The development, originally called Gibson Ranch and now named Eureka Estates, has been controversial from the start. Initially, Middleton wanted to build 20 homes on each mining claim; he now is exploring the idea of a planned unit development (PUD) zoning that would cluster homes along roadways.

The major concern Breckenridge officials have with the project is the potential that homes will be visible from the valley below.

Although the property is in unincorporated Summit County, the Joint Upper Blue Master Plan discourages such things as ridgeline development to protect the forest backdrop from the valley below.

Middleton said he will erect the podiums to show how the houses – and the fire mitigation they’ll require – won’t affect views from the valley. Fire mitigation involves thinning trees to reduce fire danger, but it sometimes opens up the forest so homes can be seen from below.

Such was the case of homeowner Bob Collins, who cut down numerous trees on his property in the name of fire mitigation. The house is now highly visible from the valley.

Some homes Middleton proposes to build are on 20- and 30-degree slopes.

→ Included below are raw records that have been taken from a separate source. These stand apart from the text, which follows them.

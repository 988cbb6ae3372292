
use indexmap::IndexMap;
use serde_json::Value;

use super::spec::{OpenApiDocument, SchemaNode};

fn definitions(value: Value) -> IndexMap<String, SchemaNode> {
  serde_json::from_value(value).expect("definitions should deserialize")
}

fn document(value: Value) -> OpenApiDocument {
  serde_json::from_value(value).expect("document should deserialize")
}
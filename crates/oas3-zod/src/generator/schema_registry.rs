use std::collections::HashSet;

use indexmap::IndexMap;

use crate::{
  generator::spec::{Components, OpenApiDocument, Parameter, PrimitiveKind, RefOr, RequestBody, Response, SchemaNode},
  utils::{resolve_component_ref, resolve_ref_name},
};

/// Named schema definitions plus the reusable component tables operations
/// point into. Built once per document and read-only afterward.
#[derive(Debug, Clone, Default)]
pub(crate) struct SchemaRegistry {
  schemas: IndexMap<String, SchemaNode>,
  components: Components,
}

impl SchemaRegistry {
  pub(crate) fn new(document: &OpenApiDocument) -> Self {
    Self {
      schemas: document.components.schemas.clone(),
      components: document.components.clone(),
    }
  }

  #[cfg(test)]
  pub(crate) fn from_schemas(schemas: IndexMap<String, SchemaNode>) -> Self {
    Self {
      schemas,
      components: Components::default(),
    }
  }

  pub(crate) fn schemas(&self) -> &IndexMap<String, SchemaNode> {
    &self.schemas
  }

  pub(crate) fn get(&self, name: &str) -> Option<&SchemaNode> {
    self.schemas.get(name)
  }

  pub(crate) fn names(&self) -> impl Iterator<Item = &str> {
    self.schemas.keys().map(String::as_str)
  }

  /// Name of the registered definition a `$ref` points at, if any.
  pub(crate) fn definition_for_ref(&self, ref_path: &str) -> Option<&str> {
    let name = resolve_ref_name(ref_path)?;
    self.schemas.get_key_value(&name).map(|(key, _)| key.as_str())
  }

  /// Primitive kind of `node`, looking through one level of `$ref`.
  pub(crate) fn primitive_kind(&self, node: &SchemaNode) -> Option<PrimitiveKind> {
    match node.ref_path() {
      Some(ref_path) => self
        .definition_for_ref(ref_path)
        .and_then(|name| self.get(name))
        .and_then(SchemaNode::primitive_kind),
      None => node.primitive_kind(),
    }
  }

  pub(crate) fn resolve_parameter<'a>(&'a self, item: &'a RefOr<Parameter>) -> Option<&'a Parameter> {
    resolve_component(&self.components.parameters, "parameters", item)
  }

  pub(crate) fn resolve_request_body<'a>(&'a self, item: &'a RefOr<RequestBody>) -> Option<&'a RequestBody> {
    resolve_component(&self.components.request_bodies, "requestBodies", item)
  }

  pub(crate) fn resolve_response<'a>(&'a self, item: &'a RefOr<Response>) -> Option<&'a Response> {
    resolve_component(&self.components.responses, "responses", item)
  }
}

/// Follows `$ref` chains through one components table. Returns `None` for
/// dangling references and reference loops.
fn resolve_component<'a, T>(
  table: &'a IndexMap<String, RefOr<T>>,
  section: &str,
  item: &'a RefOr<T>,
) -> Option<&'a T> {
  let mut seen = HashSet::new();
  let mut current = item;
  loop {
    match current {
      RefOr::Item(resolved) => return Some(resolved),
      RefOr::Ref { ref_path } => {
        let name = resolve_component_ref(ref_path, section)?;
        if !seen.insert(name.clone()) {
          return None;
        }
        current = table.get(&name)?;
      }
    }
  }
}
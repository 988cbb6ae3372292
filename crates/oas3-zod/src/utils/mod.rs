pub mod refs;
pub mod spec;
pub mod text;

pub(crate) use refs::{resolve_component_ref, resolve_ref_name};
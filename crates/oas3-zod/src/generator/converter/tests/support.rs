use indexmap::IndexMap;
use serde_json::Value;

use crate::generator::{
  CodegenConfig,
  ast::CompiledExpression,
  converter::{CompileContext, SchemaCompiler},
  dependency_graph::DependencyGraph,
  metrics::GenerationWarning,
  schema_registry::SchemaRegistry,
  spec::SchemaNode,
};

pub(super) fn node(value: Value) -> SchemaNode {
  serde_json::from_value(value).expect("schema should deserialize")
}

/// A registry, graph and config that outlive the compiler borrowing them.
pub(super) struct Fixture {
  registry: SchemaRegistry,
  graph: DependencyGraph,
  config: CodegenConfig,
}

impl Fixture {
  pub(super) fn new(schemas: Value) -> Self {
    Self::with_config(schemas, CodegenConfig::default())
  }

  pub(super) fn with_config(schemas: Value, config: CodegenConfig) -> Self {
    let schemas: IndexMap<String, SchemaNode> = serde_json::from_value(schemas).expect("schemas should deserialize");
    let graph = DependencyGraph::build(&schemas);
    Self {
      registry: SchemaRegistry::from_schemas(schemas),
      graph,
      config,
    }
  }

  pub(super) fn compiler(&self) -> SchemaCompiler<'_> {
    SchemaCompiler::new(&self.registry, &self.graph, &self.config)
  }

  pub(super) fn compile(&self, schema: Value) -> CompiledExpression {
    self.compiler().compile(&node(schema), &CompileContext::inline("test"))
  }

  pub(super) fn source(&self, schema: Value) -> String {
    self.compile(schema).source()
  }

  pub(super) fn definition(&self, name: &str) -> CompiledExpression {
    self
      .compiler()
      .compile_definition(name)
      .unwrap_or_else(|| panic!("definition {name} should exist"))
  }

  /// Compiles one inline schema and returns what the compiler warned about.
  pub(super) fn warnings(&self, schema: Value) -> (String, Vec<GenerationWarning>) {
    let compiler = self.compiler();
    let compiled = compiler.compile(&node(schema), &CompileContext::inline("test"));
    (compiled.source(), compiler.take_warnings())
  }
}

pub(super) fn source(schema: Value) -> String {
  Fixture::new(serde_json::json!({})).source(schema)
}

pub(super) fn pet_fixture() -> Fixture {
  Fixture::new(serde_json::json!({
    "Pet": {"type": "object", "properties": {"id": {"type": "integer"}}},
    "Cat": {"type": "object", "properties": {"purrs": {"type": "boolean"}}},
    "Dog": {"type": "object", "properties": {"barks": {"type": "boolean"}}},
    "Base": {"type": "object", "properties": {"id": {"type": "string"}}}
  }))
}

On 20-degree slopes, county code requires homeowners to thin trees 47 feet from the home, said county fire mitigation officer Patti Maguire.

She said she doesn’t know if that mitigation will result in visual impacts to the valley below, and she said numerous factors come in to play to determine if 47 feet is adequate to protect the home from fire.

“It depends on the kind of fire it is,” she said. “Fire mitigation needs to be enough so firefighters can get in there and adequately protect the home.”

Normally, Maguire visits individual homesites and evaluates the fire danger and the homeowner’s needs, then makes recommendations as to what procedures they should take. She takes into account that people might want a tree in front of their bathroom window for privacy, but perhaps not in front of a living room window.

Hawkins said Middleton could opt to conduct a subdivisionwide fuel reduction project, instead.

“(Mitigation) lot by lot would be typical if he got variances and built,” Hawkins said. “We also have a required forest management plan to see how the health of trees relates to defensible space. The forest area is very important in keeping with the character of the area. We want to make sure it’s in a healthy state.”

Maguire said a subdivision-wide project would result in a lot of trees cut.

“If you have 200 trees per acre, that would be 25 percent of the trees,” she said. “On 93 acres, that alone would make a visual impact. You’re going to notice that on that hillside. That’s a forest reconstruction plan. They need to be careful what they ask for; they might just get it.”

Hawkins said he has no idea what such a project would look like once completed.

“It could be pretty impacting,” he said. “But we will not be recommending a full-scale logging operation.”

He plans to research the best options before the issue comes before the Joint Upper Blue Planning Commission.